Aschaffenburg – Kaufhaus-Erpresser Dagobert und die Geldtransporter-Räuber vom Berliner Alexanderplatz dürften neidisch auf Geldzählerin Mira O. (54) blicken: Sie raffte am 10. März 2018 im Tresorraum der IWS Werkschutz in Aschaffenburg knapp drei Millionen Euro zusammen und spazierte damit ungehindert nach Hause. Von der Beute fehlt bis heute jede Spur – doch die diebische Werkschützerin muss sich seit Montag vorm Landgericht Aschaffenburg verantworten.
„Es wurmte mich, dass ich immer so ausgenutzt werde“, sagte die gelernte Konditorin und berichtete detailreich von Mobbing im Betrieb, ihrem Pflichtbewusstsein und herausragenden Leistungen.
Die Geld-Pakete habe sie dann in ihren knallgelben Adidas-Rucksack gepackt und sei am Wachpersonal vorbei nach draußen gegangen: „Da ist nie eine Kontrolle gewesen“, sagte Mira O. vor Gericht.

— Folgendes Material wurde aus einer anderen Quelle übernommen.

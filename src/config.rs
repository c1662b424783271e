//! Series building options and command-line arguments.
//!
//! Ordering behavior is passed explicitly to every [`Series`] through
//! [`SeriesOptions`] instead of living in process-wide state.
//!
//! [`Series`]: crate::series::Series

use std::path::PathBuf;

use clap::Parser;

/// Default directory scanned by the binary.
pub const DEFAULT_DICOM_DIR: &str = "dicom";

/// Options applied when a series is built.
#[derive(Debug, Clone, Default, PartialEq)]
pub struct SeriesOptions {
    /// Keep records in insertion order and skip every ordering heuristic.
    pub explicit_ordering: bool,

    /// Distance in mm between slices, used with explicit ordering.
    pub explicit_spacing: Option<f64>,
}

impl SeriesOptions {
    pub fn with_explicit_ordering(mut self, enabled: bool) -> Self {
        self.explicit_ordering = enabled;
        self
    }

    pub fn with_explicit_spacing(mut self, spacing: f64) -> Self {
        self.explicit_spacing = Some(spacing);
        self
    }

    /// Explicit spacing, if set to a positive value.
    pub fn spacing_hint(&self) -> Option<f64> {
        self.explicit_spacing.filter(|s| *s > 0.0)
    }
}

/// Assemble every DICOM series found in a directory.
#[derive(Parser, Debug, Clone)]
#[command(name = "dicom-series")]
#[command(author, version, about, long_about = None)]
pub struct Cli {
    /// Directory holding the .dcm files.
    #[arg(long, default_value = DEFAULT_DICOM_DIR)]
    pub dir: PathBuf,

    /// Keep files in the order they were read.
    #[arg(long)]
    pub explicit_ordering: bool,

    /// Slice spacing in mm to use with --explicit-ordering.
    #[arg(long)]
    pub explicit_spacing: Option<f64>,
}

impl Cli {
    pub fn series_options(&self) -> SeriesOptions {
        SeriesOptions {
            explicit_ordering: self.explicit_ordering,
            explicit_spacing: self.explicit_spacing,
        }
    }
}
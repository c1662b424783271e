/// Anatomical axis a series is acquired along.
#[derive(Debug, Clone, Copy, PartialEq, Eq, Default)]
pub enum SliceDirection {
    Axial,
    Coronal,
    Sagittal,
    #[default]
    Unknown,
}

impl SliceDirection {
    /// Index of the patient axis this direction runs along (x = 0, y = 1, z = 2).
    pub fn axis(&self) -> Option<usize> {
        match self {
            SliceDirection::Sagittal => Some(0),
            SliceDirection::Coronal => Some(1),
            SliceDirection::Axial => Some(2),
            SliceDirection::Unknown => None,
        }
    }

    /// Direction whose slice axis is named by `letter` (`'X'`, `'Y'` or `'Z'`).
    pub fn from_axis_letter(letter: char) -> Self {
        match letter {
            'X' => SliceDirection::Sagittal,
            'Y' => SliceDirection::Coronal,
            'Z' => SliceDirection::Axial,
            _ => SliceDirection::Unknown,
        }
    }
}

/// Which frames a codec should decode from one record.
#[derive(Debug, Clone, Copy, PartialEq, Eq)]
pub enum FrameSelector {
    /// Every frame of the record, concatenated.
    All,
    Frame(u32),
}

Schon im Auto sei ihr klar geworden, dass sie „einen Riesenbockmist“ gebaut hatte: „Ich irrte herum, bin gefahren, gelaufen … Morgens ging ich zur Polizei und sagte dem Beamten, dass ich meinem Arbeitgeber Geld entwendet habe.“
Doch der Diensthabende im 18. Frankfurter Polizeirevier schickte sie wieder heim. „Der Kollege vernahm sie nicht, hat nur einen internen Vermerk geschrieben“, sagte Kriminalhauptkommissar Michael S. (32). „Er riet ihr, sich einen Rechtsbeistand zu suchen.“
Danach überschlugen sich die Ereignisse: Am Montag stellten die IWS-Kollegen enorme Fehlbestände bei den „Poolgeldern“ fest, die bei der Bundesbank eingezahlt werden sollten. Videoaufzeichnungen zeigten, wie Mira O. während ihrer Frühschicht bis zu 30 Geldpakete mit 200-er und 500-er Scheinen einpackte. Zur gleichen Zeit will die Beschuldigte durchs Frankfurter Gerichtsviertel geirrt und vergeblich einen Anwalt gesucht haben.

Während die Fahndung anlief, schnüffelten Barmittel-Spürhunde in der Frankfurter Wohnung von Mira O. Ermittler S.: „Wir fanden nichts. Am Dienstag trafen wir Frau O. an und nahmen sie fest. Sie sagte, sie sei in einem psychischem Ausnahmezustand und könne nicht sagen, wo das Geld sei.“ Eine Vernehmung unter Hypnose lehnte sie ab.
Daraufhin wurden sämtliche Mietwagen-Firmen in Deutschland auf verdächtige Anmietungen überprüft, Mantrailer-Hunde liefen die Wege rund um die IWS-Zentrale am Main ab, die Staatsanwaltschaft fahndete öffentlich nach dem Verbleib des gelben Rucksackes. Alles vergeblich!

Dafür fiel den Ermittlern auf, dass gegen Mira O. und ihren Ehemann schon 2014 ein Geldwäsche-Verdacht bestand. Der als Autohändler im Kosovo tätige Gatte hatte eine halbe Million Euro in bar von einem Hausverkauf seiner Frau abgehoben, wollte aber nicht sagen, wofür er das Geld brauchte. Zwei seiner Fahrzeuge (Mercedes E 250 und VW Touareg) waren in der Schweiz und im Kosovo und damit für die Ermittler unerreichbar.
Der Prozess offenbart auch gravierende Sicherheitsmängel bei dem Werkschutz-Unternehmen. Obwohl fürs Öffnen der Tresortür vier Augen vorgeschrieben waren, stand das Gitter nicht nur zum Tatzeitpunkt offen. Die Überwachungskameras wurden nicht live geprüft. Und Mira O. durfte ihre Taschen mit an den Arbeitsplatz nehmen: „Weil man mir keinen Spind zuwies“, klagte sie.
Weil eine Ärztin ihr tatsächlich eine „retrograde Amnesie“ bescheinigte, hofft Mira O. auf mildernde Umstände beim Urteil. Ihr drohen bis zu zehn Jahre Haft. Urteil am Freitag.